//! Use cases: one service per module, sitting between the route handlers and
//! the repositories.
//!
//! Services own the clock (`Utc::now()` is read here, never in the domain)
//! and the retry on per-company number collisions.

use thiserror::Error;
use tracing::warn;

use livelum_core::{CompanyId, DomainError, DomainResult, SearchCriteria, Sequenced};
use livelum_infra::db::constraints;
use livelum_infra::{RepositoryError, SequencedRepository};

pub mod companies;
pub mod documents;
pub mod objectives;
pub mod people;
pub mod risks;
pub mod skills;
pub mod stakeholders;

pub use companies::CompanyService;
pub use documents::{CreateDocument, DocumentService};
pub use objectives::{CreateObjective, ObjectiveService};
pub use people::{CreatePerson, PersonService};
pub use risks::{CreateRisk, RiskService};
pub use skills::{CreateSkill, SkillService};
pub use stakeholders::{CreateStakeholder, StakeholderService};

/// Attempts made by a create before a number collision is reported.
pub const MAX_CREATE_ATTEMPTS: u32 = 3;

#[derive(Debug, Error, Clone, PartialEq, Eq)]
pub enum ServiceError {
    #[error("{0}")]
    Validation(String),

    #[error("{0}")]
    NotFound(String),

    #[error("{0}")]
    Conflict(String),

    #[error("storage failure: {0}")]
    Storage(String),
}

pub type ServiceResult<T> = Result<T, ServiceError>;

impl From<DomainError> for ServiceError {
    fn from(err: DomainError) -> Self {
        match err {
            DomainError::Validation(msg) | DomainError::InvariantViolation(msg) => {
                ServiceError::Validation(msg)
            }
            DomainError::InvalidId(msg) => ServiceError::Validation(msg),
            DomainError::NotFound => ServiceError::NotFound("Registro no encontrado".into()),
            DomainError::Conflict(msg) => ServiceError::Conflict(msg),
        }
    }
}

impl From<RepositoryError> for ServiceError {
    fn from(err: RepositoryError) -> Self {
        match err {
            RepositoryError::Conflict(constraint) => ServiceError::Conflict(conflict_message(&constraint)),
            RepositoryError::Storage(msg) | RepositoryError::Corrupt(msg) => ServiceError::Storage(msg),
        }
    }
}

fn conflict_message(constraint: &str) -> String {
    match constraint {
        constraints::PEOPLE_DOCUMENTO => "Ya existe una persona con ese documento en la empresa".into(),
        constraints::COMPANIES_TAX_ID => "Ya existe una empresa con ese RUC".into(),
        c if c.ends_with(constraints::NUMBER_SUFFIX) => {
            "El número correlativo ya está en uso, intente nuevamente".into()
        }
        c => format!("Registro duplicado ({c})"),
    }
}

/// One page of a search plus the number of matches across all pages.
#[derive(Debug, Clone, PartialEq)]
pub struct Page<T> {
    pub items: Vec<T>,
    pub total: u64,
}

/// Fetch a page and its total concurrently.
pub(crate) async fn search_page<E, C, R>(repo: &R, criteria: &C) -> ServiceResult<Page<E>>
where
    E: livelum_core::Entity + Send + Sync + 'static,
    C: SearchCriteria<E> + 'static,
    R: livelum_infra::Repository<E, C> + ?Sized,
{
    let (items, total) = tokio::try_join!(
        repo.find_by_criteria(criteria),
        repo.count_by_criteria(criteria)
    )?;
    Ok(Page { items, total })
}

/// Number and persist a new entity.
///
/// `build` runs once per attempt with the number read for that attempt. A
/// collision on the company's number index re-reads `next_number` and tries
/// again, up to [`MAX_CREATE_ATTEMPTS`]. Any other conflict is returned as is.
pub(crate) async fn create_numbered<E, C, R, F>(
    repo: &R,
    company_id: CompanyId,
    build: F,
) -> ServiceResult<E>
where
    E: Sequenced + Send + Sync + 'static,
    C: SearchCriteria<E> + 'static,
    R: SequencedRepository<E, C> + ?Sized,
    F: Fn(u32) -> DomainResult<E>,
{
    let mut attempt = 1;
    loop {
        let number = repo.next_number(company_id).await?;
        let entity = build(number)?;
        match repo.save(&entity).await {
            Ok(()) => return Ok(entity),
            Err(err) if err.is_number_conflict() && attempt < MAX_CREATE_ATTEMPTS => {
                warn!(%company_id, number, attempt, "number taken concurrently, retrying");
                attempt += 1;
            }
            Err(err) => return Err(err.into()),
        }
    }
}

#[cfg(test)]
mod tests {
    use super::*;

    #[test]
    fn repository_conflicts_keep_their_meaning() {
        let documento: ServiceError = RepositoryError::Conflict(constraints::PEOPLE_DOCUMENTO.into()).into();
        assert_eq!(
            documento,
            ServiceError::Conflict("Ya existe una persona con ese documento en la empresa".into())
        );

        let storage: ServiceError = RepositoryError::Corrupt("skills: bad row".into()).into();
        assert!(matches!(storage, ServiceError::Storage(_)));
    }

    #[test]
    fn domain_validation_message_is_kept() {
        let err: ServiceError = DomainError::validation("El título es requerido").into();
        assert_eq!(err.to_string(), "El título es requerido");
    }
}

**Exercise aim**: Search the data for "static". Copy each line that has it.

**Task response**:
    E: livelum_core::Entity + Send + Sync + 'static,
    C: SearchCriteria<E> + 'static,
    E: Sequenced + Send + Sync + 'static,
    C: SearchCriteria<E> + 'static,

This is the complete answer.